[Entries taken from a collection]
::::::

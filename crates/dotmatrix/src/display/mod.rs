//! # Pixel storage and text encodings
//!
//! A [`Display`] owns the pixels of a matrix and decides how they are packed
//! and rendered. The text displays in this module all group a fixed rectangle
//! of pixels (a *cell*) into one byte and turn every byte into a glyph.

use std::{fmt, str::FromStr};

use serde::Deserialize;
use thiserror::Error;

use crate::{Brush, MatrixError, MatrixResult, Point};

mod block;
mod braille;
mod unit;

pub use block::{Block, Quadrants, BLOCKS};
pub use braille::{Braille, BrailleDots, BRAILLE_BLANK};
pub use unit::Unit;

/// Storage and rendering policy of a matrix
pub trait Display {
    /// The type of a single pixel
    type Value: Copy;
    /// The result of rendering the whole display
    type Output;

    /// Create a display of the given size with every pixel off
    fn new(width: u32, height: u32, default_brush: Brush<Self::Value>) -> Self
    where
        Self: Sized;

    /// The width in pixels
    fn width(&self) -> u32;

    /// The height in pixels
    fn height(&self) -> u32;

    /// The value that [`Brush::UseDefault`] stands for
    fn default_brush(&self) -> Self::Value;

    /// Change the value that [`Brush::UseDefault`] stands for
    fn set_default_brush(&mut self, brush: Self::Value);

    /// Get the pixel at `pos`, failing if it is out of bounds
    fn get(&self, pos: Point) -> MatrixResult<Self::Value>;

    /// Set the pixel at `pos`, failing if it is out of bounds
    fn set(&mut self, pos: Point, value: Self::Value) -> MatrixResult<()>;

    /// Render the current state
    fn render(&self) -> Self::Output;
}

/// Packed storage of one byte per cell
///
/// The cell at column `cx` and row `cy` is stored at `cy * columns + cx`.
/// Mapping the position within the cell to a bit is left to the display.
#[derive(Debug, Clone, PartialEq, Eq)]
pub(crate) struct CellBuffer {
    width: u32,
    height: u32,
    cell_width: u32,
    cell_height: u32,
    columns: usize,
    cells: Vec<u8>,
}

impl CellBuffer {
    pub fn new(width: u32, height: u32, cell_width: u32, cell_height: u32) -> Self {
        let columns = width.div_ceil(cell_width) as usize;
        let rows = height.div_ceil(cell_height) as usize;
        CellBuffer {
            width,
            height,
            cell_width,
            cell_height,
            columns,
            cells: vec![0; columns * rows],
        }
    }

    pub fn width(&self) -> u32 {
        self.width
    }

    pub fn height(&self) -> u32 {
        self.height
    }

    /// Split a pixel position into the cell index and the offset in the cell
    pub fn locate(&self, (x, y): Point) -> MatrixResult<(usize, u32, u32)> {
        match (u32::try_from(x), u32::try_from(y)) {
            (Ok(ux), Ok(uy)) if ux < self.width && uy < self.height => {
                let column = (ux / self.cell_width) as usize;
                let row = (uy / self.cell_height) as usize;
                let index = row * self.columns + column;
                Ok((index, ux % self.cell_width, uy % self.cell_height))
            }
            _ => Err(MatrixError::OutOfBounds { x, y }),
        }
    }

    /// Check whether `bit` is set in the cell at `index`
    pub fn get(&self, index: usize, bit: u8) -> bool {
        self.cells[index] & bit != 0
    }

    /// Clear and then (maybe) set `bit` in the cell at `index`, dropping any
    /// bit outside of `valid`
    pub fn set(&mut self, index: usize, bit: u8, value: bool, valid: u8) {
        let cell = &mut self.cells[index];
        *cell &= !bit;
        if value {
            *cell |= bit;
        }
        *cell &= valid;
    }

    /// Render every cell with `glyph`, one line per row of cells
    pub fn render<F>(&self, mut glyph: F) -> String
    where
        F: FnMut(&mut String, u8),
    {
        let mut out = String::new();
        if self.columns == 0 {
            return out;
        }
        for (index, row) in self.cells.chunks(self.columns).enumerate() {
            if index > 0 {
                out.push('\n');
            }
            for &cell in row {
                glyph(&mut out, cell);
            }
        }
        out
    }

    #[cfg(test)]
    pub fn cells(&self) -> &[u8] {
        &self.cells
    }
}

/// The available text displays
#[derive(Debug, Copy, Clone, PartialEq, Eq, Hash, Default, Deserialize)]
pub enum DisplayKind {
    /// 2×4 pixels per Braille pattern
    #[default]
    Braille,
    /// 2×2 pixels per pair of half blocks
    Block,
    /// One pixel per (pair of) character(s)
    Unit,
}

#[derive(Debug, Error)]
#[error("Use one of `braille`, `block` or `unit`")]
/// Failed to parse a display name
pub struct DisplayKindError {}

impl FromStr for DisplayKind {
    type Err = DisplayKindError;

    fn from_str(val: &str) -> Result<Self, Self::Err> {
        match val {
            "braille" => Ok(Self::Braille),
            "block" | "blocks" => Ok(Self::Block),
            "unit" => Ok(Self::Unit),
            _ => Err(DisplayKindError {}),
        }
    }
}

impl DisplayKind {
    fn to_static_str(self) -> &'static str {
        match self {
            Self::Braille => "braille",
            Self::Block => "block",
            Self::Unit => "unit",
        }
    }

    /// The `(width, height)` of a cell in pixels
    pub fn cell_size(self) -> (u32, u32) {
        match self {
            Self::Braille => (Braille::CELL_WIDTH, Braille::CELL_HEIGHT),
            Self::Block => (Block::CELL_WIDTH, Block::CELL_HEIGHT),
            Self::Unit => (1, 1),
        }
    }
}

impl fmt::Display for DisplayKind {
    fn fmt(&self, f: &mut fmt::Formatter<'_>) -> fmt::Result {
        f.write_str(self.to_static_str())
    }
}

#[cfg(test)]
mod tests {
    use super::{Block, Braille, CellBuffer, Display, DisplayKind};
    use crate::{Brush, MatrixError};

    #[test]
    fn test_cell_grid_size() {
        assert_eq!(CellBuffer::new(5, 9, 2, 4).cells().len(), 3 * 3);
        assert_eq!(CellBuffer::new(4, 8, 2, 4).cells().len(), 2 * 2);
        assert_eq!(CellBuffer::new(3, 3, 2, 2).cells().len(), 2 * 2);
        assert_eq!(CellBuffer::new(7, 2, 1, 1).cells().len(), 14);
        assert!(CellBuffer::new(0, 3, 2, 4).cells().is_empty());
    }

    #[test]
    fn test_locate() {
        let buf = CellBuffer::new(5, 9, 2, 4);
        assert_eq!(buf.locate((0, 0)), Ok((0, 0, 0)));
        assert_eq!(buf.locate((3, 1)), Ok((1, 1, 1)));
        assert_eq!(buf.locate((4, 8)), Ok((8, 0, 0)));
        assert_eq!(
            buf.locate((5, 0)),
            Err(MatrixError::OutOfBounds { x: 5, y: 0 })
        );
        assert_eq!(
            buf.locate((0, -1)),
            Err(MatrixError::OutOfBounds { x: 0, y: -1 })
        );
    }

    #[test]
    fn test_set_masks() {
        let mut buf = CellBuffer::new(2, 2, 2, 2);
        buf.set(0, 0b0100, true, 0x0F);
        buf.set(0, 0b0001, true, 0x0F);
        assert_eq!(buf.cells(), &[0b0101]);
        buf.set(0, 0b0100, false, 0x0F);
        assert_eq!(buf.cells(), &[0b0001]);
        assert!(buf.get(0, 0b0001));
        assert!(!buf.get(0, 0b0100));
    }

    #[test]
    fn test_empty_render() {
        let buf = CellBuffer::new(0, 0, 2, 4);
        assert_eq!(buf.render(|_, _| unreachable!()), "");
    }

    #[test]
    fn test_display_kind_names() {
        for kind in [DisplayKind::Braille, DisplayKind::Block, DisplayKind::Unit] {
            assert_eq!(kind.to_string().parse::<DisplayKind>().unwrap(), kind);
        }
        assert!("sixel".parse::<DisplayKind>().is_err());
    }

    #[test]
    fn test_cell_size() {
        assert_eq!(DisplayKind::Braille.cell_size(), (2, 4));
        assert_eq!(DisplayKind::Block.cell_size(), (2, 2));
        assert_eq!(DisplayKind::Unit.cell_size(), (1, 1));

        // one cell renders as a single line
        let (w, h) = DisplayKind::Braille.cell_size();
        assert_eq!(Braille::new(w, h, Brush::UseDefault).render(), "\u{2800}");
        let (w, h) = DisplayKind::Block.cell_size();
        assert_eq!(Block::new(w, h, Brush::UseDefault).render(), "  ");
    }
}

::::::

* **Exercise prompt**: What is needed is a verbatim copy of every line in the records above from the one containing "mod braille;" down to the one containing "width in pixels", both included, and nothing more.

* **Reply to the exercise**:
mod braille;
mod unit;

pub use block::{Block, Quadrants, BLOCKS};
pub use braille::{Braille, BrailleDots, BRAILLE_BLANK};
pub use unit::Unit;

/// Storage and rendering policy of a matrix
pub trait Display {
    /// The type of a single pixel
    type Value: Copy;
    /// The result of rendering the whole display
    type Output;

    /// Create a display of the given size with every pixel off
    fn new(width: u32, height: u32, default_brush: Brush<Self::Value>) -> Self
    where
        Self: Sized;

    /// The width in pixels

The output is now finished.